> [Stored data]:
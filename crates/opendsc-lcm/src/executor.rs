//! DSC executor
//!
//! Invokes the external enforcement binary with JSON trace and JSON result
//! output. Stdout is the single result document; stderr is line-delimited
//! JSON trace messages forwarded to the logger at their mapped severity.
//! Stdout and stderr are pumped concurrently so neither pipe can fill up
//! and stall the child.

use std::path::{Path, PathBuf};
use std::process::Stdio;
use std::time::Duration;

use async_trait::async_trait;
use tokio::io::{AsyncBufReadExt, AsyncReadExt, BufReader};
use tokio::process::Command;
use tokio_util::sync::CancellationToken;

use opendsc_core::dsc::{DscResult, TraceLevel, TraceLine};
use opendsc_core::types::OperationKind;
use opendsc_core::{Error, Result};

/// Grace period between cancellation and force-kill
const KILL_GRACE: Duration = Duration::from_secs(5);

/// Outcome of one child invocation
#[derive(Debug, Clone)]
pub struct Execution {
    pub result: DscResult,
    pub exit_code: i32,
}

/// Seam for the worker: run one enforcement operation
#[cfg_attr(test, mockall::automock)]
#[async_trait]
pub trait Enforcer: Send + Sync {
    async fn run(
        &self,
        operation: OperationKind,
        file: &Path,
        cancel: &CancellationToken,
    ) -> Result<Execution>;
}

/// Runs the real enforcement binary
pub struct DscExecutor {
    executable: PathBuf,
    trace_level: String,
}

impl DscExecutor {
    pub fn new(executable: PathBuf, log_level: &str) -> Self {
        Self {
            executable,
            trace_level: map_trace_level(log_level).to_string(),
        }
    }
}

/// Map the worker's log level onto the child's trace level
fn map_trace_level(log_level: &str) -> &'static str {
    match log_level.to_ascii_lowercase().as_str() {
        "error" => "error",
        "warn" | "warning" => "warn",
        "debug" => "debug",
        "trace" => "trace",
        _ => "info",
    }
}

#[async_trait]
impl Enforcer for DscExecutor {
    async fn run(
        &self,
        operation: OperationKind,
        file: &Path,
        cancel: &CancellationToken,
    ) -> Result<Execution> {
        let subcommand = match operation {
            OperationKind::Test => "test",
            OperationKind::Set => "set",
        };
        let working_dir = file.parent().unwrap_or_else(|| Path::new("."));

        let mut child = Command::new(&self.executable)
            .arg("--trace-level")
            .arg(&self.trace_level)
            .arg("--trace-format")
            .arg("json")
            .arg("--progress-format")
            .arg("none")
            .arg("config")
            .arg(subcommand)
            .arg("--file")
            .arg(file)
            .arg("--output-format")
            .arg("json")
            .current_dir(working_dir)
            .stdin(Stdio::null())
            .stdout(Stdio::piped())
            .stderr(Stdio::piped())
            .kill_on_drop(true)
            .spawn()
            .map_err(|e| {
                Error::ChildExecution(format!(
                    "cannot start {}: {}",
                    self.executable.display(),
                    e
                ))
            })?;

        let stdout = child.stdout.take().expect("stdout piped");
        let stderr = child.stderr.take().expect("stderr piped");

        let stderr_pump = tokio::spawn(pump_stderr(stderr));
        let stdout_pump = tokio::spawn(async move {
            let mut reader = BufReader::new(stdout);
            let mut buffer = Vec::new();
            let read = reader.read_to_end(&mut buffer).await;
            (buffer, read)
        });

        let waited = tokio::select! {
            status = child.wait() => Some(status),
            _ = cancel.cancelled() => None,
        };
        let status = match waited {
            Some(status) => {
                status.map_err(|e| Error::ChildExecution(format!("wait failed: {}", e)))?
            }
            None => {
                tracing::warn!("cancellation requested, stopping enforcement child");
                // Give the child a moment to exit on its own before forcing.
                match tokio::time::timeout(KILL_GRACE, child.wait()).await {
                    Ok(status) => {
                        status.map_err(|e| Error::ChildExecution(format!("wait failed: {}", e)))?
                    }
                    Err(_) => {
                        child
                            .kill()
                            .await
                            .map_err(|e| Error::ChildExecution(format!("kill failed: {}", e)))?;
                        return Err(Error::Cancelled("enforcement child terminated".into()));
                    }
                }
            }
        };

        let (stdout_bytes, read_result) = stdout_pump
            .await
            .map_err(|e| Error::ChildExecution(format!("stdout pump: {}", e)))?;
        read_result.map_err(|e| Error::ChildExecution(format!("stdout read: {}", e)))?;
        stderr_pump.await.ok();

        let exit_code = status.code().unwrap_or(-1);
        let result = DscResult::parse(&stdout_bytes)?;

        Ok(Execution { result, exit_code })
    }
}

/// Forward stderr trace lines to the logger
async fn pump_stderr(stderr: tokio::process::ChildStderr) {
    let mut lines = BufReader::new(stderr).lines();
    while let Ok(Some(line)) = lines.next_line().await {
        if line.trim().is_empty() {
            continue;
        }
        match TraceLine::parse(&line) {
            Some(trace) => {
                let message = trace.message().to_string();
                match trace.level() {
                    TraceLevel::Error => tracing::error!(target: "dsc", "{}", message),
                    TraceLevel::Warn => tracing::warn!(target: "dsc", "{}", message),
                    TraceLevel::Info => tracing::info!(target: "dsc", "{}", message),
                    TraceLevel::Debug => tracing::debug!(target: "dsc", "{}", message),
                    TraceLevel::Trace => tracing::trace!(target: "dsc", "{}", message),
                }
            }
            // Lines that are not JSON are logged verbatim.
            None => tracing::warn!(target: "dsc", "{}", line),
        }
    }
}

#[cfg(test)]
mod tests {
    use super::*;

    #[test]
    fn test_trace_level_mapping() {
        assert_eq!(map_trace_level("error"), "error");
        assert_eq!(map_trace_level("WARN"), "warn");
        assert_eq!(map_trace_level("info"), "info");
        assert_eq!(map_trace_level("debug"), "debug");
        assert_eq!(map_trace_level("unknown"), "info");
    }

    #[tokio::test]
    async fn test_missing_executable_is_child_error() {
        let executor = DscExecutor::new(PathBuf::from("/nonexistent/dsc"), "info");
        let cancel = CancellationToken::new();
        let err = executor
            .run(OperationKind::Test, Path::new("/tmp/config.dsc.yaml"), &cancel)
            .await
            .unwrap_err();
        assert!(matches!(err, Error::ChildExecution(_)));
    }

    #[cfg(unix)]
    #[tokio::test]
    async fn test_runs_child_and_parses_result() {
        // A stand-in child that emits one trace line and a result document.
        let dir = tempfile::tempdir().unwrap();
        let script = dir.path().join("fake-dsc");
        std::fs::write(
            &script,
            concat!(
                "#!/bin/sh\n",
                "echo '{\"level\":\"INFO\",\"fields\":{\"message\":\"starting\"}}' >&2\n",
                "echo '{\"exitCode\":0,\"hadErrors\":false,\"results\":[",
                "{\"type\":\"T\",\"name\":\"a\",\"result\":{\"inDesiredState\":true}}]}'\n",
            ),
        )
        .unwrap();
        use std::os::unix::fs::PermissionsExt;
        std::fs::set_permissions(&script, std::fs::Permissions::from_mode(0o755)).unwrap();

        let config = dir.path().join("config.dsc.yaml");
        std::fs::write(&config, "resources: []\n").unwrap();

        let executor = DscExecutor::new(script, "info");
        let cancel = CancellationToken::new();
        let execution = executor
            .run(OperationKind::Test, &config, &cancel)
            .await
            .unwrap();

        assert_eq!(execution.exit_code, 0);
        assert!(execution.result.all_in_desired_state());
    }

    #[cfg(unix)]
    #[tokio::test]
    async fn test_garbage_stdout_is_malformed_result() {
        let dir = tempfile::tempdir().unwrap();
        let script = dir.path().join("fake-dsc");
        std::fs::write(&script, "#!/bin/sh\necho 'not json'\n").unwrap();
        use std::os::unix::fs::PermissionsExt;
        std::fs::set_permissions(&script, std::fs::Permissions::from_mode(0o755)).unwrap();

        let config = dir.path().join("config.dsc.yaml");
        std::fs::write(&config, "resources: []\n").unwrap();

        let executor = DscExecutor::new(script, "info");
        let err = executor
            .run(OperationKind::Test, &config, &CancellationToken::new())
            .await
            .unwrap_err();
        assert!(matches!(err, Error::ChildExecution(_)));
    }
}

> [REQUIREMENT]: Please reproduce exactly the lines above, beginning with the first and ending with the line that contains "their mapped severity.", and include nothing outside that range.

> [SOLUTION BELOW]:
filename crates/opendsc-lcm/src/executor.rs
//! DSC executor
//!
//! Invokes the external enforcement binary with JSON trace and JSON result
//! output. Stdout is the single result document; stderr is line-delimited
//! JSON trace messages forwarded to the logger at their mapped severity.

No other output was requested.